Belgium's Sioen says 2008 pretax falls 82 pct
today Mar 19, 2009
BRUSSELS, March 19 (Reuters) - Belgian speciality textile group Sioen Industries (SIOE.BR) reported an 82.2 percent nosedive in 2008 net profit, missing market expectations and prompting it to slash its dividend, and gave a cautious outlook for the future.
The company's bottom line was dented by a drop in sales for its coating division, which sank 11.3 percent from 2007, its chemicals division which dropped 13.6 percent and its industrial applications division, which serves the automobile and transportation industries and plunged 16.7 percent.

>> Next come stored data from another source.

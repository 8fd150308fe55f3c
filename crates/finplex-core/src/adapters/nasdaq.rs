//! Nasdaq public calendar API. No credentials; one request per calendar day.

use std::sync::Arc;

use serde::{Deserialize, Serialize};
use serde_json::{Map, Value};

use crate::adapters::{blank_to_null, fetch_body, object_rows, parse_json, throttle};
use crate::domain::IsoDate;
use crate::fetcher::{records_into, FetchError, FetchFuture, FetchOptions, Fetcher, PlainCredentials, RawRecord};
use crate::http_client::{HttpClient, HttpRequest};
use crate::provider::Provider;
use crate::provider_policy::ProviderPolicy;
use crate::registry::ProviderContext;
use crate::schema::{Data, Field, FieldKind, Params, Schema, SchemaModel};
use crate::standard_models::{DividendCalendar, DividendCalendarData, DividendCalendarQuery, StandardModel};
use crate::throttling::ThrottlingQueue;
use crate::ValidationError;

const PROVIDER: &str = "nasdaq";
const CALENDAR_URL: &str = "https://api.nasdaq.com/api/calendar/dividends";
/// The API rejects requests without a browser-like user agent.
const USER_AGENT: &str = "Mozilla/5.0 (X11; Linux x86_64) AppleWebKit/537.36 (KHTML, like Gecko) Chrome/120.0 Safari/537.36";
const MAX_RANGE_DAYS: i64 = 31;

pub fn load(context: &ProviderContext) -> Result<Provider, ValidationError> {
    let policy = ProviderPolicy::nasdaq_default();
    let fetcher = NasdaqDividendCalendarFetcher::new(Arc::clone(&context.http_client), &policy);
    Provider::builder(PROVIDER)
        .description("Nasdaq public market calendars.")
        .website("https://www.nasdaq.com")
        .policy(policy)
        .fetcher(DividendCalendar::NAME, fetcher)
        .build()
}

pub struct NasdaqDividendCalendarFetcher {
    http_client: Arc<dyn HttpClient>,
    throttling: ThrottlingQueue,
}

impl NasdaqDividendCalendarFetcher {
    pub fn new(http_client: Arc<dyn HttpClient>, policy: &ProviderPolicy) -> Self {
        Self {
            http_client,
            throttling: ThrottlingQueue::from_policy(policy),
        }
    }

    async fn fetch_day(&self, day: IsoDate, options: &FetchOptions) -> Result<Vec<RawRecord>, FetchError> {
        throttle(&self.throttling, PROVIDER)?;
        let endpoint = format!("{CALENDAR_URL}?date={day}");
        let request = HttpRequest::get(endpoint.clone())
            .with_header("User-Agent", USER_AGENT)
            .with_header("Accept", "application/json")
            .with_timeout_ms(options.timeout_ms);
        let body = fetch_body(self.http_client.as_ref(), PROVIDER, &endpoint, request).await?;

        // Days without distributions come back with `rows: null` or no calendar at all.
        match parse_json(PROVIDER, &body)?.pointer_mut("/data/calendar/rows").map(Value::take) {
            Some(Value::Array(rows)) => object_rows(PROVIDER, rows),
            _ => Ok(Vec::new()),
        }
    }
}

#[derive(Debug, Clone, PartialEq, Serialize, Deserialize)]
pub struct NasdaqDividendCalendarData {
    #[serde(flatten)]
    pub base: DividendCalendarData,
    /// Annualized dividend amount at the current rate.
    #[serde(default)]
    pub annualized_amount: Option<f64>,
}

impl SchemaModel for NasdaqDividendCalendarData {
    fn schema() -> Schema {
        Schema::new(
            "NasdaqDividendCalendarData",
            DividendCalendarData::fields()
                .into_iter()
                .chain([Field::optional(
                    "annualized_amount",
                    FieldKind::Float,
                    "The indicated annualized dividend amount.",
                )])
                .collect(),
        )
    }
}

impl Data for NasdaqDividendCalendarData {}

impl Fetcher for NasdaqDividendCalendarFetcher {
    type Query = DividendCalendarQuery;
    type Data = NasdaqDividendCalendarData;

    fn require_credentials(&self) -> bool {
        false
    }

    /// Start defaults to today and end to start; the range may span at most 31 days.
    fn transform_query(&self, params: Params) -> Result<Self::Query, FetchError> {
        let mut query = DividendCalendarQuery::from_record(&params)?;
        let start = query.start_date.unwrap_or_else(IsoDate::today);
        let end = query.end_date.unwrap_or(start);
        if start > end {
            return Err(ValidationError::InvalidDateRange {
                start: start.to_string(),
                end: end.to_string(),
            }
            .into());
        }
        if start.days_until(end) > MAX_RANGE_DAYS {
            return Err(FetchError::invalid_query(format!(
                "nasdaq dividend calendar spans at most {MAX_RANGE_DAYS} days"
            )));
        }
        query.start_date = Some(start);
        query.end_date = Some(end);
        Ok(query)
    }

    fn extract_data<'a>(
        &'a self,
        query: &'a Self::Query,
        _credentials: &'a PlainCredentials,
        options: &'a FetchOptions,
    ) -> FetchFuture<'a, Vec<RawRecord>> {
        Box::pin(async move {
            let (Some(start), Some(end)) = (query.start_date, query.end_date) else {
                return Err(FetchError::invalid_query("dividend calendar range is not set"));
            };
            let mut rows = Vec::new();
            let mut day = Some(start);
            while let Some(current) = day.filter(|current| *current <= end) {
                rows.extend(self.fetch_day(current, options).await?);
                day = current.next_day();
            }
            Ok(rows)
        })
    }

    fn transform_data(
        &self,
        _query: &Self::Query,
        data: Vec<RawRecord>,
        _options: &FetchOptions,
    ) -> Result<Vec<Self::Data>, FetchError> {
        let normalized = data
            .into_iter()
            .map(normalize_row)
            .collect::<Result<Vec<_>, _>>()?;
        records_into(normalized)
    }
}

/// Renames Nasdaq's keys and converts `MM/DD/YYYY` dates to ISO.
fn normalize_row(mut row: RawRecord) -> Result<RawRecord, FetchError> {
    blank_to_null(&mut row);
    let mapping = [
        ("dividend_Ex_Date", "date"),
        ("symbol", "symbol"),
        ("companyName", "name"),
        ("record_Date", "record_date"),
        ("payment_Date", "payment_date"),
        ("announcement_Date", "declaration_date"),
        ("dividend_Rate", "amount"),
        ("indicated_Annual_Dividend", "annualized_amount"),
    ];

    let mut record = Map::new();
    for (from, to) in mapping {
        let value = row.remove(from).unwrap_or(Value::Null);
        let value = match (to, value) {
            ("date" | "record_date" | "payment_date" | "declaration_date", Value::String(raw)) => {
                Value::String(us_date(to, &raw)?.to_string())
            }
            (_, value) => value,
        };
        record.insert(to.to_owned(), value);
    }
    Ok(record)
}

fn us_date(field: &str, raw: &str) -> Result<IsoDate, FetchError> {
    let invalid = || {
        FetchError::invalid_record(&ValidationError::InvalidDate {
            field: field.to_owned(),
            value: raw.to_owned(),
        })
    };
    let mut parts = raw.trim().split('/');
    let (Some(month), Some(day), Some(year), None) = (parts.next(), parts.next(), parts.next(), parts.next())
    else {
        return Err(invalid());
    };
    let month = month.parse::<u8>().map_err(|_| invalid())?;
    let day = day.parse::<u8>().map_err(|_| invalid())?;
    let year = year.parse::<i32>().map_err(|_| invalid())?;
    IsoDate::from_ymd(year, month, day).map_err(|_| invalid())
}

#[cfg(test)]
mod tests {
    use serde_json::json;

    use super::*;
    use crate::fetcher::AnyFetcher;
    use crate::http_client::{NoopHttpClient, StubHttpClient};

    fn fetcher_with(stub: StubHttpClient) -> (NasdaqDividendCalendarFetcher, Arc<StubHttpClient>) {
        let stub = stub.into_shared();
        let policy = ProviderPolicy::nasdaq_default();
        (NasdaqDividendCalendarFetcher::new(stub.clone(), &policy), stub)
    }

    #[test]
    fn end_defaults_to_start_and_range_is_capped() {
        let policy = ProviderPolicy::nasdaq_default();
        let fetcher = NasdaqDividendCalendarFetcher::new(Arc::new(NoopHttpClient), &policy);
        let params = json!({"start_date": "2024-01-02"});
        let query = fetcher
            .transform_query(params.as_object().cloned().expect("object"))
            .expect("valid");
        assert_eq!(query.end_date, query.start_date);

        let params = json!({"start_date": "2024-01-01", "end_date": "2024-03-01"});
        let err = fetcher
            .transform_query(params.as_object().cloned().expect("object"))
            .expect_err("too wide");
        assert_eq!(err.code(), "fetch.invalid_query");
    }

    #[tokio::test]
    async fn requests_each_day_and_normalizes_rows() {
        let (fetcher, stub) = fetcher_with(
            StubHttpClient::new()
                .with_json(
                    "date=2024-01-02",
                    r#"{"data":{"calendar":{"rows":[{"companyName":"Apple Inc.","symbol":"AAPL",
                        "dividend_Ex_Date":"01/02/2024","payment_Date":"1/15/2024","record_Date":"N/A",
                        "dividend_Rate":0.24,"announcement_Date":"12/20/2023","indicated_Annual_Dividend":0.96}]}}}"#,
                )
                .with_json("date=2024-01-03", r#"{"data":{"calendar":{"rows":null}}}"#),
        );
        let params = json!({"start_date": "2024-01-02", "end_date": "2024-01-03"});

        let records = fetcher
            .fetch_data(
                params.as_object().cloned().expect("object"),
                PlainCredentials::new(),
                FetchOptions::default(),
            )
            .await
            .expect("fetch succeeds");

        assert_eq!(stub.request_count(), 2);
        assert_eq!(
            stub.requests()[0].headers.get("user-agent").map(String::as_str),
            Some(USER_AGENT)
        );
        assert_eq!(records.len(), 1);
        assert_eq!(records[0]["date"], json!("2024-01-02"));
        assert_eq!(records[0]["payment_date"], json!("2024-01-15"));
        assert_eq!(records[0]["record_date"], Value::Null);
        assert_eq!(records[0]["name"], json!("Apple Inc."));
        assert_eq!(records[0]["annualized_amount"], json!(0.96));
    }

    #[tokio::test]
    async fn requests_draw_from_the_declared_budget() {
        let stub = StubHttpClient::new()
            .with_json("api.nasdaq.com", r#"{"data":{"calendar":{"rows":null}}}"#)
            .into_shared();
        let policy = ProviderPolicy::new(PROVIDER, std::time::Duration::from_secs(60), 1);
        let fetcher = NasdaqDividendCalendarFetcher::new(stub.clone(), &policy);
        let params = json!({"start_date": "2024-01-02", "end_date": "2024-01-03"});

        let err = fetcher
            .fetch_data(
                params.as_object().cloned().expect("object"),
                PlainCredentials::new(),
                FetchOptions::default(),
            )
            .await
            .expect_err("second day exceeds a budget of one");

        assert_eq!(err.code(), "fetch.rate_limited");
        assert_eq!(stub.request_count(), 1);
    }

    #[test]
    fn malformed_dates_fail_the_record() {
        let err = us_date("date", "2024-01-02").expect_err("not a US date");
        assert_eq!(err.code(), "fetch.invalid_record");
    }
}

"We are working hard to defend our market positions and maintain rigorous cost control," Sioen said in a statement on Thursday March 19, noting it was difficult to look ahead given the current macro-economic climate.
"We are closely following all new developments in our markets and are confident that, with our flexibility and our financial and shareholder structure, we will emerge stronger from this period," it added.
Net profit fell to 3.4 million euros ($4.6 million) against an average forecast of 4.7 million according to analysts polled by Reuters Estimates.
Sales dropped 8.1 percent to 349.4 million euros, against an average forecast of 352.5 million.
"This fall is due entirely to the economic slowdown in the last quarter of the year," Sioen said.
Core profit, or earnings before interest, tax, depreciation and amortisation, fell 41.5 percent to 37.7 million euros against an an average forecast of 40.3 million.